(Extracted records)
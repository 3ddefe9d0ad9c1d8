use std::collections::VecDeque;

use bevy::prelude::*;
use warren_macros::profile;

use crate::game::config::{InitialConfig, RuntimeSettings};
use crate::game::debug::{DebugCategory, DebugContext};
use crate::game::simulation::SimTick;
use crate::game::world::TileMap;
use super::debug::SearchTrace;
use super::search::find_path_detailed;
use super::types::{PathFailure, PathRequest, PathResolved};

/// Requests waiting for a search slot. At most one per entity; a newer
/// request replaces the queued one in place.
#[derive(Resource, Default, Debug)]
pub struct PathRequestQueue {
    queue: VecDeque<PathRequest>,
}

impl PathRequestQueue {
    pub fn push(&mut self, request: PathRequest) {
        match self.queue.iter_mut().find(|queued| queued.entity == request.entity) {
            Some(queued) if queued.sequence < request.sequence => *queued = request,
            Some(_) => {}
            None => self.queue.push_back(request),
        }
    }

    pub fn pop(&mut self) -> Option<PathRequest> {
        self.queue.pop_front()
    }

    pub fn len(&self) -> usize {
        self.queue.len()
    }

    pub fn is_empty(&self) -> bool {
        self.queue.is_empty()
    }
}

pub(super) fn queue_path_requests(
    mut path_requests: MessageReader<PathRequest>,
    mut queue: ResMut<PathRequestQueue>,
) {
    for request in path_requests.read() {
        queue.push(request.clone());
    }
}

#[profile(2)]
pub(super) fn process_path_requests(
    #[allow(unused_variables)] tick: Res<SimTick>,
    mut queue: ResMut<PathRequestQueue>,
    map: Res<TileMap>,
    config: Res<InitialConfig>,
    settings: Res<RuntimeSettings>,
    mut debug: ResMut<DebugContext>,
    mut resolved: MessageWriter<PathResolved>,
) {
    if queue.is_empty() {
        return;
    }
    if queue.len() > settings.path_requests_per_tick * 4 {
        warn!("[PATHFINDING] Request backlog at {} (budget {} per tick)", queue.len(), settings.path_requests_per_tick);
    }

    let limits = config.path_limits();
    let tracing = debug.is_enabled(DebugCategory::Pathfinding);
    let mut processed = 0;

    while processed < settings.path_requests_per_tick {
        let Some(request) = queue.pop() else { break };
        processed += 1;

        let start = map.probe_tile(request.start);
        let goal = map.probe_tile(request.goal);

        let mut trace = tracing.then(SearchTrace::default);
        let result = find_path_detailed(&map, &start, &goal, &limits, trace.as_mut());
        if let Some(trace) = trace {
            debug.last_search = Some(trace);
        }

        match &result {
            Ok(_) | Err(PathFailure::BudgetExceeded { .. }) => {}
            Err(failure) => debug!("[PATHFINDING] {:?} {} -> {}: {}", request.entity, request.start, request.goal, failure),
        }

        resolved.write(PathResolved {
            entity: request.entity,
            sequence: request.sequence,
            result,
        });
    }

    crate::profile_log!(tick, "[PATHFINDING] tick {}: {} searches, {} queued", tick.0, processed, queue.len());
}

--

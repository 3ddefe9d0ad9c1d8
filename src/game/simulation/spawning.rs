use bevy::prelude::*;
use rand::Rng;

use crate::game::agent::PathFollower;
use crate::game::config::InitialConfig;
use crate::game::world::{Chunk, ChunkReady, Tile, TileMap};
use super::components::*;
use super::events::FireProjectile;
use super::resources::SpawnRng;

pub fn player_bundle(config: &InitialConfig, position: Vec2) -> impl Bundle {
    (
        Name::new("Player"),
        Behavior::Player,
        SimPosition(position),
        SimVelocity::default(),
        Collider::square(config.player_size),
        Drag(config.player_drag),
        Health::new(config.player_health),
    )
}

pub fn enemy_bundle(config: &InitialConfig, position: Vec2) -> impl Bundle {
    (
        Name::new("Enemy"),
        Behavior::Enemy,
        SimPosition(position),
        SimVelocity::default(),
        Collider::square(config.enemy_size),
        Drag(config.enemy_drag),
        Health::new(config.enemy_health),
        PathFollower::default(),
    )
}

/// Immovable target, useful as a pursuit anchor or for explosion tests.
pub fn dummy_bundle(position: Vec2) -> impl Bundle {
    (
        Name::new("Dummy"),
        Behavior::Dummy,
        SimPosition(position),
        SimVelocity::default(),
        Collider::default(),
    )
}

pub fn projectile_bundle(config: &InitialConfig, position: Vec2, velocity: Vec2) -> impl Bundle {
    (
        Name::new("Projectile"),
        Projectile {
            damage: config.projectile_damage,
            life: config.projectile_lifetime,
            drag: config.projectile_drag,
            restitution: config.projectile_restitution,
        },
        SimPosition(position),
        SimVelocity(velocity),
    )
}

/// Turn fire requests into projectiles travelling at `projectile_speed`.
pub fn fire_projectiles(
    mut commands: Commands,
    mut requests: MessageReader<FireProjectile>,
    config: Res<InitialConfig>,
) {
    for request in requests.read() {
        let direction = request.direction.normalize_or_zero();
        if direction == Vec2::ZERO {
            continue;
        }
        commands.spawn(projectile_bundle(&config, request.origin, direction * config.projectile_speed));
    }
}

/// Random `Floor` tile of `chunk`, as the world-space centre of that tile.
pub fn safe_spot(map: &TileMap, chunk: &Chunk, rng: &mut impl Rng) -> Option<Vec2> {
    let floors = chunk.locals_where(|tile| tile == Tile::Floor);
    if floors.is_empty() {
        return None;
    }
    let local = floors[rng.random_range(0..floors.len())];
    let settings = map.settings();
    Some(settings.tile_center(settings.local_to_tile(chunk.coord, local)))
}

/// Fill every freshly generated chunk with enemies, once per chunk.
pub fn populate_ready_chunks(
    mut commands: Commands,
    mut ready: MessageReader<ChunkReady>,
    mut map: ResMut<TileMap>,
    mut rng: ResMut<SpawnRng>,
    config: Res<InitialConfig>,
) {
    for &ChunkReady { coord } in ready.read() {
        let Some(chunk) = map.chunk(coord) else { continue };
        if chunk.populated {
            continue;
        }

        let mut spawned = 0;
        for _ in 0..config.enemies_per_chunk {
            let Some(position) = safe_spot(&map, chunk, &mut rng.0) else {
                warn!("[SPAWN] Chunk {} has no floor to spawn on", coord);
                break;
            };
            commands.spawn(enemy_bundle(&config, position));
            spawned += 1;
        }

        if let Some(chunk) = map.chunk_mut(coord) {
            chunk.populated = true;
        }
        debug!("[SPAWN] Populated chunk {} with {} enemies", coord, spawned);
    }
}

ASSIGNMENT:
Above are the entries. Copy exactly the part that opens with the line containing "use super::search::find_path_detailed;" and closes with the line containing "one in place.", and no more.

SOLVED EXERCISE:
use super::search::find_path_detailed;
use super::types::{PathFailure, PathRequest, PathResolved};

/// Requests waiting for a search slot. At most one per entity; a newer
/// request replaces the queued one in place.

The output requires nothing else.